The village of Buhlertal was first mentioned in historic records around 1325 AD. At the time its name was written "valle Buhlensi", which from Latin to English translates to "Buhl Valley" or German "Bühler Tal". When exactly the town's name changed to the spelling variant of Bühlertal is unknown. Colonisation and settlement of the Bühler Tal started from the town of Bühl, which is located at the exit of the valley from the Black Forest into the Rhine Graben.

The village of Buhlertal can be separated into two main parts, the Untertal or 'Lower Valley' and the Obertal or 'Upper Valley'. As the names indicate, the centers of Untertal and Obertal are at different elevations. Colonisation did not happen at once, but was a continuous process of settlements at suitable spots over centuries along the creek "Büllot" and the hills to the North and South.

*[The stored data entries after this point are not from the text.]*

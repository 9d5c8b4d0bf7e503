use std::{collections::BTreeMap, fmt};

use chrono::NaiveDate;
use serde::{Deserialize, Serialize};

use crate::{error::CoercionError, schema::DataType};

/// One raw CSV row keyed by (trimmed) header name.
pub type RawRow = BTreeMap<String, String>;

/// Harmonized field name to nullable typed value.
pub type HarmonizedValues = BTreeMap<String, Option<Value>>;

const ISO_DATE_FORMAT: &str = "%Y-%m-%d";

#[derive(Debug, Clone, Serialize, Deserialize, PartialEq)]
pub enum Value {
    Integer(i64),
    Float(f64),
    String(String),
    Date(NaiveDate),
}

impl Value {
    pub fn as_display(&self) -> String {
        match self {
            Value::Integer(i) => i.to_string(),
            Value::Float(f) => f.to_string(),
            Value::String(s) => s.clone(),
            Value::Date(d) => d.format(ISO_DATE_FORMAT).to_string(),
        }
    }

    pub fn as_f64(&self) -> Option<f64> {
        match self {
            Value::Integer(i) => Some(*i as f64),
            Value::Float(f) => Some(*f),
            _ => None,
        }
    }
}

impl fmt::Display for Value {
    fn fmt(&self, f: &mut fmt::Formatter<'_>) -> fmt::Result {
        write!(f, "{}", self.as_display())
    }
}

impl From<&str> for Value {
    fn from(value: &str) -> Self {
        Value::String(value.to_string())
    }
}

/// Strict ISO calendar date: exactly `YYYY-MM-DD`.
pub fn parse_iso_date(value: &str) -> Option<NaiveDate> {
    let bytes = value.as_bytes();
    let shaped = bytes.len() == 10
        && bytes[4] == b'-'
        && bytes[7] == b'-'
        && bytes
            .iter()
            .enumerate()
            .all(|(idx, b)| idx == 4 || idx == 7 || b.is_ascii_digit());
    if !shaped {
        return None;
    }
    NaiveDate::parse_from_str(value, ISO_DATE_FORMAT).ok()
}

/// Parses a real number and truncates it toward zero.
fn parse_truncated_integer(value: &str) -> Option<i64> {
    let parsed: f64 = value.parse().ok()?;
    if !parsed.is_finite() {
        return None;
    }
    let truncated = parsed.trunc();
    if truncated < i64::MIN as f64 || truncated >= i64::MAX as f64 {
        return None;
    }
    Some(truncated as i64)
}

/// Coerces a non-empty raw string into the requested datatype.
pub fn coerce_value(raw: &str, datatype: DataType) -> Result<Value, CoercionError> {
    let failure = || CoercionError {
        raw: raw.to_string(),
        datatype,
    };
    match datatype {
        DataType::String => Ok(Value::String(raw.to_string())),
        DataType::Integer => parse_truncated_integer(raw.trim())
            .map(Value::Integer)
            .ok_or_else(failure),
        DataType::Float => {
            let parsed: f64 = raw.trim().parse().map_err(|_| failure())?;
            if parsed.is_finite() {
                Ok(Value::Float(parsed))
            } else {
                Err(failure())
            }
        }
        DataType::Date => parse_iso_date(raw.trim())
            .map(Value::Date)
            .ok_or_else(failure),
    }
}
//! Projection from harmonized fields to the raw columns of one source.

use log::debug;

use crate::{
    error::HarmonizeError,
    schema::{RowKind, Schema},
    store::PARTICIPANT_ID,
};

/// Climate measurements a climate source writes onto matched visits when it
/// declares no `merge_fields`.
pub const CLIMATE_FIELDS: &[&str] = &[
    "temperature",
    "precipitation",
    "humidity",
    "air_quality_index",
];

#[derive(Debug, Clone, PartialEq)]
pub struct FieldMapping {
    source: String,
    kind: Option<RowKind>,
    entries: Vec<(String, String)>,
    unmapped: Vec<String>,
    merge_fields: Vec<String>,
}

impl FieldMapping {
    pub fn source(&self) -> &str {
        &self.source
    }

    /// Row kind declared for the source, if the schema declares one.
    pub fn declared_kind(&self) -> Option<RowKind> {
        self.kind
    }

    /// Declared kind, or for undeclared sources: clinical when the source
    /// supplies `participant_id`, climate otherwise.
    pub fn row_kind(&self) -> RowKind {
        self.kind.unwrap_or_else(|| {
            if self.column_for(PARTICIPANT_ID).is_some() {
                RowKind::Clinical
            } else {
                RowKind::Climate
            }
        })
    }

    /// `(harmonized field, source column)` pairs in schema order.
    pub fn entries(&self) -> &[(String, String)] {
        &self.entries
    }

    pub fn column_for(&self, field: &str) -> Option<&str> {
        self.entries
            .iter()
            .find(|(target, _)| target == field)
            .map(|(_, column)| column.as_str())
    }

    /// Schema fields this source never supplies.
    pub fn unmapped(&self) -> &[String] {
        &self.unmapped
    }

    /// Fields a climate row of this source overwrites on matched records.
    pub fn merge_fields(&self) -> &[String] {
        &self.merge_fields
    }
}

pub fn build_mapping(schema: &Schema, source: &str) -> Result<FieldMapping, HarmonizeError> {
    if !schema.known_sources().contains(&source) {
        return Err(HarmonizeError::UnknownSource(source.to_string()));
    }

    let mut entries = Vec::new();
    let mut unmapped = Vec::new();
    for field in schema.fields() {
        match field.source_column(source) {
            Some(column) => entries.push((field.name.clone(), column.to_string())),
            None => {
                debug!(
                    "No source mapping for '{}' from source '{source}', it will be null",
                    field.name
                );
                unmapped.push(field.name.clone());
            }
        }
    }

    let declared = schema.source(source);
    let merge_fields = match declared.and_then(|spec| spec.merge_fields.clone()) {
        Some(fields) => fields,
        None => entries
            .iter()
            .map(|(target, _)| target)
            .filter(|target| CLIMATE_FIELDS.contains(&target.as_str()))
            .cloned()
            .collect(),
    };

    Ok(FieldMapping {
        source: source.to_string(),
        kind: schema.row_kind(source),
        entries,
        unmapped,
        merge_fields,
    })
}
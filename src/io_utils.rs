//! CSV input and output plumbing.
//!
//! Input files are decoded with `encoding_rs` (UTF-8 unless told otherwise),
//! the delimiter is taken from the extension when not given (`.tsv` means
//! tab, anything else comma) and `-` stands for stdin/stdout. [`read_rows`]
//! loads a whole file into memory with the clean-up the engine expects:
//! trimmed header names with all-empty rows and all-empty columns removed.

use std::{
    fs::File,
    io::{BufReader, BufWriter, Read, Write},
    path::Path,
};

use anyhow::{Context, Result, anyhow};
use csv::QuoteStyle;
use encoding_rs::{Encoding, UTF_8};
use log::warn;

use crate::data::RawRow;

pub const DEFAULT_CSV_DELIMITER: u8 = b',';
pub const DEFAULT_TSV_DELIMITER: u8 = b'\t';

pub fn is_dash(path: &Path) -> bool {
    path == Path::new("-")
}

pub fn resolve_encoding(label: Option<&str>) -> Result<&'static Encoding> {
    if let Some(value) = label {
        Encoding::for_label(value.trim().as_bytes())
            .ok_or_else(|| anyhow!("Unknown encoding '{value}'"))
    } else {
        Ok(UTF_8)
    }
}

pub fn resolve_input_delimiter(path: &Path, provided: Option<u8>) -> u8 {
    provided.unwrap_or_else(|| match path.extension().and_then(|ext| ext.to_str()) {
        Some(ext) if ext.eq_ignore_ascii_case("tsv") => DEFAULT_TSV_DELIMITER,
        _ => DEFAULT_CSV_DELIMITER,
    })
}

pub fn open_csv_reader<R>(reader: R, delimiter: u8) -> csv::Reader<R>
where
    R: Read,
{
    let mut builder = csv::ReaderBuilder::new();
    builder
        .has_headers(true)
        .delimiter(delimiter)
        .double_quote(true)
        .flexible(true);
    builder.from_reader(reader)
}

pub fn open_csv_reader_from_path(path: &Path, delimiter: u8) -> Result<csv::Reader<Box<dyn Read>>> {
    let reader: Box<dyn Read> = if is_dash(path) {
        Box::new(std::io::stdin().lock())
    } else {
        Box::new(BufReader::new(
            File::open(path).with_context(|| format!("Opening input file {path:?}"))?,
        ))
    };
    Ok(open_csv_reader(reader, delimiter))
}

pub fn open_csv_writer(path: Option<&Path>, delimiter: u8) -> Result<csv::Writer<Box<dyn Write>>> {
    let writer: Box<dyn Write> = match path {
        Some(p) if !is_dash(p) => Box::new(BufWriter::new(
            File::create(p).with_context(|| format!("Creating output file {p:?}"))?,
        )),
        _ => Box::new(std::io::stdout()),
    };
    let mut builder = csv::WriterBuilder::new();
    builder
        .delimiter(delimiter)
        .quote_style(QuoteStyle::Necessary)
        .double_quote(true);
    Ok(builder.from_writer(writer))
}

pub fn decode_bytes(bytes: &[u8], encoding: &'static Encoding) -> Result<String> {
    let (text, _, had_errors) = encoding.decode(bytes);
    if had_errors {
        Err(anyhow!(
            "Failed to decode text with encoding {}",
            encoding.name()
        ))
    } else {
        Ok(text.into_owned())
    }
}

pub fn decode_record(record: &csv::ByteRecord, encoding: &'static Encoding) -> Result<Vec<String>> {
    record
        .iter()
        .map(|field| decode_bytes(field, encoding))
        .collect()
}

/// Header names, trimmed.
pub fn reader_headers<R>(
    reader: &mut csv::Reader<R>,
    encoding: &'static Encoding,
) -> Result<Vec<String>>
where
    R: Read,
{
    let headers = reader.byte_headers()?.clone();
    Ok(decode_record(&headers, encoding)?
        .into_iter()
        .map(|name| name.trim().to_string())
        .collect())
}

/// A fully loaded input table.
#[derive(Debug, Clone, Default, PartialEq)]
pub struct CsvRows {
    pub headers: Vec<String>,
    pub rows: Vec<RawRow>,
    /// File line numbers of rows that had more cells than the header.
    pub overlong_lines: Vec<usize>,
}

fn is_blank(value: &str) -> bool {
    value.trim().is_empty()
}

/// Reads a delimited file, dropping rows whose cells are all empty and then
/// columns that are empty in every remaining row.
pub fn read_rows(path: &Path, delimiter: u8, encoding: &'static Encoding) -> Result<CsvRows> {
    let mut reader = open_csv_reader_from_path(path, delimiter)?;
    let headers = reader_headers(&mut reader, encoding)
        .with_context(|| format!("Reading headers from {path:?}"))?;

    let mut records = Vec::new();
    let mut overlong_lines = Vec::new();
    let mut record = csv::ByteRecord::new();
    let mut line = 1usize;
    while reader
        .read_byte_record(&mut record)
        .with_context(|| format!("Reading row {} of {path:?}", line + 1))?
    {
        line += 1;
        let mut cells = decode_record(&record, encoding)
            .with_context(|| format!("Decoding row {line} of {path:?}"))?;
        if cells.iter().all(|cell| is_blank(cell)) {
            continue;
        }
        if cells.len() > headers.len() {
            warn!(
                "Row {line} of {path:?} has {} cells but the header has {}; extra cells ignored",
                cells.len(),
                headers.len()
            );
            overlong_lines.push(line);
        }
        cells.resize(headers.len(), String::new());
        records.push(cells);
    }

    let keep = (0..headers.len())
        .map(|idx| records.is_empty() || records.iter().any(|cells| !is_blank(&cells[idx])))
        .collect::<Vec<_>>();
    let kept_headers = headers
        .iter()
        .zip(&keep)
        .filter(|(_, keep)| **keep)
        .map(|(name, _)| name.clone())
        .collect::<Vec<_>>();

    let rows = records
        .into_iter()
        .map(|cells| {
            headers
                .iter()
                .zip(cells)
                .zip(&keep)
                .filter(|(_, keep)| **keep)
                .map(|((name, cell), _)| (name.clone(), cell))
                .collect::<RawRow>()
        })
        .collect();

    Ok(CsvRows {
        headers: kept_headers,
        rows,
        overlong_lines,
    })
}

/// Reads only the header row of a delimited file.
pub fn read_headers(path: &Path, delimiter: u8, encoding: &'static Encoding) -> Result<Vec<String>> {
    let mut reader = open_csv_reader_from_path(path, delimiter)?;
    reader_headers(&mut reader, encoding).with_context(|| format!("Reading headers from {path:?}"))
}
//! End-of-run summary rendering.

use std::fmt::Write as _;

use itertools::Itertools;

use crate::{stats::RunStatistics, table::render_pairs};

const TITLE: &str = "=== Ingestion Summary ===";

pub fn render_summary(stats: &RunStatistics) -> String {
    let mut output = String::new();
    let _ = writeln!(output, "{TITLE}");

    section(
        &mut output,
        "Input Data",
        &[
            ("Source dataset", stats.source().unwrap_or("-").to_string()),
            ("Total rows", stats.rows_read().to_string()),
            ("Columns found", stats.columns().iter().join(", ")),
        ],
    );
    section(
        &mut output,
        "Data Transformation",
        &[
            ("Rows mapped", stats.rows_mapped().to_string()),
            (
                "Rows missing required fields",
                stats.missing_required().to_string(),
            ),
            ("Type conversion errors", stats.type_errors().to_string()),
            ("Validation errors", stats.validation_errors().to_string()),
        ],
    );
    section(
        &mut output,
        "Database Insertion",
        &[
            ("Records created", stats.created().to_string()),
            ("Records updated", stats.updated().to_string()),
            ("Duplicates skipped", stats.duplicates().to_string()),
            (
                "Unattached climate rows",
                stats.unattached_climate().to_string(),
            ),
            ("Insert errors", stats.insert_errors().to_string()),
        ],
    );

    let _ = writeln!(output, "\nFinal Status:");
    if stats.is_success() {
        let _ = writeln!(output, "  ✓ Ingestion completed successfully");
    } else {
        let _ = writeln!(
            output,
            "  ✗ Ingestion completed with {} errors",
            stats.total_errors()
        );
    }
    let _ = writeln!(output, "{}", "=".repeat(TITLE.len()));
    output
}

fn section(output: &mut String, title: &str, pairs: &[(&str, String)]) {
    let _ = writeln!(output, "\n{title}:");
    output.push_str(&render_pairs(pairs));
}
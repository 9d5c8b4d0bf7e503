//! Source dataset inference from CSV headers.

use log::debug;

use crate::{error::HarmonizeError, schema::Schema};

/// Returns the first source whose mapped raw column appears in `columns`.
///
/// Fields are visited in schema order and each field's mappings in document
/// order, so the answer is stable for a given schema.
pub fn infer_source<'a>(
    columns: &[String],
    schema: &'a Schema,
) -> Result<&'a str, HarmonizeError> {
    for field in schema.fields() {
        for (source, column) in &field.source_mappings {
            if columns.iter().any(|header| header == column) {
                debug!(
                    "Column '{column}' (field '{}') identifies source '{source}'",
                    field.name
                );
                return Ok(source);
            }
        }
    }
    Err(HarmonizeError::SourceInference {
        columns: columns.to_vec(),
    })
}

These settlements were originally farmsteds named after their first settlers or owners or after a geological or geographical characteristic of the place itself or a stream or creek with its water sources. Some names may even be of Celtic origin before the invasion of Germanic/Alemannic people. Starting with the Untertal, places are called Schmelz (where iron was (s)melted), Freyhöf(en) (the farmsted of a person named Frey or perhaps a farm "free" from taxation), Klotzberg (named after mount Klotz or Glotzberg),  Liehenbach (named after the brook Liehe), Laube(n) (named after a porch, most likely after the restaurant Laube), Matthäuser (named after a person called Matthew or Matthäus), Seßgaß (Seß alley), and the Obertal with Büchelbach (name of a brook Bühel or Büchel), Hirschbach (named after the animal Hirsch, probably a place where deers (Hirsch) were mating), Lengenberg (name of a long ridge), Hof (literally a farmsted), Denni (named after the Tannenbaum, a forest of pine trees, which was Tännig or Tennig), Sickenwald (name of a forest), Steckenhalt (unknown), Schönbüch (named after the tree "Buche" or beech tree), Schönbüchrütt (named after a farm or Reute/Rütt near the place Schönbüch), Hungerberg (named after a hill), and Hagberg (named after a hill), Hundsbach (named after the creek Hund) and Unter- and Oberplättig (named after a flat (plattes) plateau (Plattig) high up in the Black Forest mountains). Most of these farms and hamlets have fused together over the centuries into a single suburban unit.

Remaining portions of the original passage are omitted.